## Problem to work on
Report each line of the entries below that includes "move".

[Collected data]

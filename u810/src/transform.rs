use strum_macros::{Display, FromRepr, VariantArray};

use crate::errors::ConfigError;

/// Screen rotation applied to raw panel coordinates.
///
/// The discriminants are the values the parameter store uses.
#[derive(Debug, Clone, Copy, Default, PartialEq, Eq, Display, FromRepr, VariantArray)]
#[repr(i32)]
#[strum(serialize_all = "kebab-case")]
pub enum Orientation {
    #[default]
    Normal = 0,
    RotatedLeft = 1,
    Inverted = 2,
    RotatedRight = 3,
}

impl TryFrom<i32> for Orientation {
    type Error = ConfigError;

    fn try_from(value: i32) -> Result<Self, Self::Error> {
        Orientation::from_repr(value).ok_or(ConfigError::Orientation(value))
    }
}

/// Usable raw range of the sensor, also the reported axis range.
///
/// Only constructible with non-zero spans on both axes, so the rotated
/// transforms never divide by zero.
#[derive(Debug, Clone, Copy, PartialEq, Eq)]
pub struct CalibratedBounds {
    min_x: i32,
    min_y: i32,
    max_x: i32,
    max_y: i32,
}

impl CalibratedBounds {
    pub fn new(min_x: i32, min_y: i32, max_x: i32, max_y: i32) -> Result<Self, ConfigError> {
        if min_x == max_x {
            return Err(ConfigError::DegenerateBounds {
                axis: 'x',
                min: min_x,
                max: max_x,
            });
        }
        if min_y == max_y {
            return Err(ConfigError::DegenerateBounds {
                axis: 'y',
                min: min_y,
                max: max_y,
            });
        }
        Ok(Self {
            min_x,
            min_y,
            max_x,
            max_y,
        })
    }

    pub fn min_x(&self) -> i32 {
        self.min_x
    }
    pub fn min_y(&self) -> i32 {
        self.min_y
    }
    pub fn max_x(&self) -> i32 {
        self.max_x
    }
    pub fn max_y(&self) -> i32 {
        self.max_y
    }

    pub fn span_x(&self) -> i64 {
        i64::from(self.max_x) - i64::from(self.min_x)
    }

    pub fn span_y(&self) -> i64 {
        i64::from(self.max_y) - i64::from(self.min_y)
    }
}

#[derive(Debug, Clone, Copy, PartialEq, Eq)]
pub struct ScreenPoint {
    pub x: i32,
    pub y: i32,
}

/// Fractional bits carried through the rescale before the final rounding.
const FRAC_BITS: u32 = 16;

/// `offset * to_span / from_span`, rounded to nearest.
///
/// The quotient keeps `FRAC_BITS` of fraction so the single division is the
/// only truncation, then the half-unit is added back before shifting out.
/// Offsets and spans of any `i32` bounds fit in 34 bits, so the shifted
/// product stays well inside `i128`.
fn rescale(offset: i128, to_span: i128, from_span: i128) -> i128 {
    let fixed = ((offset * to_span) << FRAC_BITS) / from_span;
    (fixed + (1 << (FRAC_BITS - 1))) >> FRAC_BITS
}

fn saturate(value: i128) -> i32 {
    value.clamp(i128::from(i32::MIN), i128::from(i32::MAX)) as i32
}

/// Maps raw panel coordinates to the coordinates reported for `orientation`.
///
/// The rotated orientations transpose the axes, so each output axis is
/// rescaled from the span of the opposite raw axis.
pub fn to_screen(
    x: u32,
    y: u32,
    orientation: Orientation,
    bounds: &CalibratedBounds,
) -> ScreenPoint {
    let (x, y) = (i128::from(x), i128::from(y));
    let min_x = i128::from(bounds.min_x);
    let min_y = i128::from(bounds.min_y);
    let max_x = i128::from(bounds.max_x);
    let max_y = i128::from(bounds.max_y);
    let (span_x, span_y) = (i128::from(bounds.span_x()), i128::from(bounds.span_y()));

    let (sx, sy) = match orientation {
        Orientation::Normal => (x, y),
        Orientation::Inverted => (max_x + min_x - x, max_y + min_y - y),
        Orientation::RotatedLeft => (
            max_x - rescale(y - min_y, span_x, span_y),
            min_y + rescale(x - min_x, span_y, span_x),
        ),
        Orientation::RotatedRight => (
            min_x + rescale(y - min_y, span_x, span_y),
            max_y - rescale(x - min_x, span_y, span_x),
        ),
    };

    ScreenPoint {
        x: saturate(sx),
        y: saturate(sy),
    }
}

#[cfg(test)]
mod tests {
    use super::*;
    use strum::VariantArray;

    fn factory_bounds() -> CalibratedBounds {
        CalibratedBounds::new(130, 250, 3820, 3920).unwrap()
    }

    fn inside(bounds: &CalibratedBounds) -> impl Iterator<Item = (u32, u32)> + '_ {
        (bounds.min_x()..=bounds.max_x())
            .step_by(97)
            .flat_map(move |x| {
                (bounds.min_y()..=bounds.max_y())
                    .step_by(89)
                    .map(move |y| (x as u32, y as u32))
            })
    }

    #[test]
    fn normal_is_identity() {
        let bounds = factory_bounds();
        for (x, y) in inside(&bounds).chain([(0, 0), (65535, 65535)]) {
            let p = to_screen(x, y, Orientation::Normal, &bounds);
            assert_eq!((p.x, p.y), (x as i32, y as i32));
        }
    }

    #[test]
    fn inverted_reflects_through_midpoint() {
        let bounds = factory_bounds();
        let p = to_screen(130, 250, Orientation::Inverted, &bounds);
        assert_eq!(p, ScreenPoint { x: 3820, y: 3920 });

        let p = to_screen(0, 0, Orientation::Inverted, &bounds);
        assert_eq!(p, ScreenPoint { x: 3950, y: 4170 });
    }

    #[test]
    fn inverted_is_an_involution() {
        let bounds = factory_bounds();
        for (x, y) in inside(&bounds) {
            let once = to_screen(x, y, Orientation::Inverted, &bounds);
            let twice = to_screen(once.x as u32, once.y as u32, Orientation::Inverted, &bounds);
            assert_eq!((twice.x, twice.y), (x as i32, y as i32));
        }
    }

    #[test]
    fn rotated_corners_land_on_bounds() {
        let bounds = factory_bounds();

        let p = to_screen(130, 250, Orientation::RotatedLeft, &bounds);
        assert_eq!(p, ScreenPoint { x: 3820, y: 250 });
        let p = to_screen(3820, 3920, Orientation::RotatedLeft, &bounds);
        assert_eq!(p, ScreenPoint { x: 130, y: 3920 });

        let p = to_screen(130, 250, Orientation::RotatedRight, &bounds);
        assert_eq!(p, ScreenPoint { x: 130, y: 3920 });
        let p = to_screen(3820, 3920, Orientation::RotatedRight, &bounds);
        assert_eq!(p, ScreenPoint { x: 3820, y: 250 });
    }

    #[test]
    fn left_then_right_returns_within_one_unit() {
        for bounds in [
            factory_bounds(),
            CalibratedBounds::new(0, 0, 4095, 1023).unwrap(),
            CalibratedBounds::new(200, 10, 900, 3000).unwrap(),
        ] {
            for (x, y) in inside(&bounds) {
                let left = to_screen(x, y, Orientation::RotatedLeft, &bounds);
                let back =
                    to_screen(left.x as u32, left.y as u32, Orientation::RotatedRight, &bounds);
                assert!(
                    (back.x - x as i32).abs() <= 1 && (back.y - y as i32).abs() <= 1,
                    "({x}, {y}) -> {left:?} -> {back:?} with {bounds:?}"
                );
            }
        }
    }

    #[test]
    fn wide_bounds_do_not_overflow() {
        let wide = 20_000_000;
        let bounds = CalibratedBounds::new(-wide, -wide, wide, wide).unwrap();
        let p = to_screen(0, 0, Orientation::RotatedRight, &bounds);
        assert_eq!(p, ScreenPoint { x: 0, y: 0 });
        let p = to_screen(0, 0, Orientation::RotatedLeft, &bounds);
        assert_eq!(p, ScreenPoint { x: 0, y: 0 });

        let huge = 2_000_000_000;
        let bounds = CalibratedBounds::new(0, -huge, huge, huge).unwrap();
        let p = to_screen(0, 0, Orientation::RotatedLeft, &bounds);
        assert_eq!(p.x, 1_000_000_000);

        let bounds = CalibratedBounds::new(i32::MIN, i32::MIN, i32::MAX, i32::MAX).unwrap();
        let p = to_screen(u32::MAX, u32::MAX, Orientation::RotatedRight, &bounds);
        assert_eq!(p, ScreenPoint { x: i32::MAX, y: i32::MIN });
    }

    #[test]
    fn rescale_rounds_to_nearest() {
        // 1 * 2 / 3 = 0.67
        assert_eq!(rescale(1, 2, 3), 1);
        // 1 * 1 / 3 = 0.33
        assert_eq!(rescale(1, 1, 3), 0);
        // the historical x10/10 scheme truncated this to 1
        assert_eq!(rescale(5, 7, 20), 2);
    }

    #[test]
    fn zero_span_is_rejected() {
        assert_eq!(
            CalibratedBounds::new(100, 0, 100, 10),
            Err(ConfigError::DegenerateBounds {
                axis: 'x',
                min: 100,
                max: 100
            })
        );
        assert!(matches!(
            CalibratedBounds::new(0, 7, 10, 7),
            Err(ConfigError::DegenerateBounds { axis: 'y', .. })
        ));
    }

    #[test]
    fn orientation_codes_round_trip() {
        for (code, orientation) in Orientation::VARIANTS.iter().enumerate() {
            assert_eq!(Orientation::try_from(code as i32), Ok(*orientation));
        }
        assert_eq!(Orientation::try_from(4), Err(ConfigError::Orientation(4)));
        assert_eq!(Orientation::RotatedLeft.to_string(), "rotated-left");
    }
}
//! Userspace driver for the Fujitsu USB touch panel: libusb in, uinput out.

pub mod errors;
pub mod settings;
pub mod supervisor;
pub mod uinput;
pub mod usb;
pub mod worker;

## Solution to the problem
            .flat_map(move |x| {
                    .map(move |y| (x as u32, y as u32))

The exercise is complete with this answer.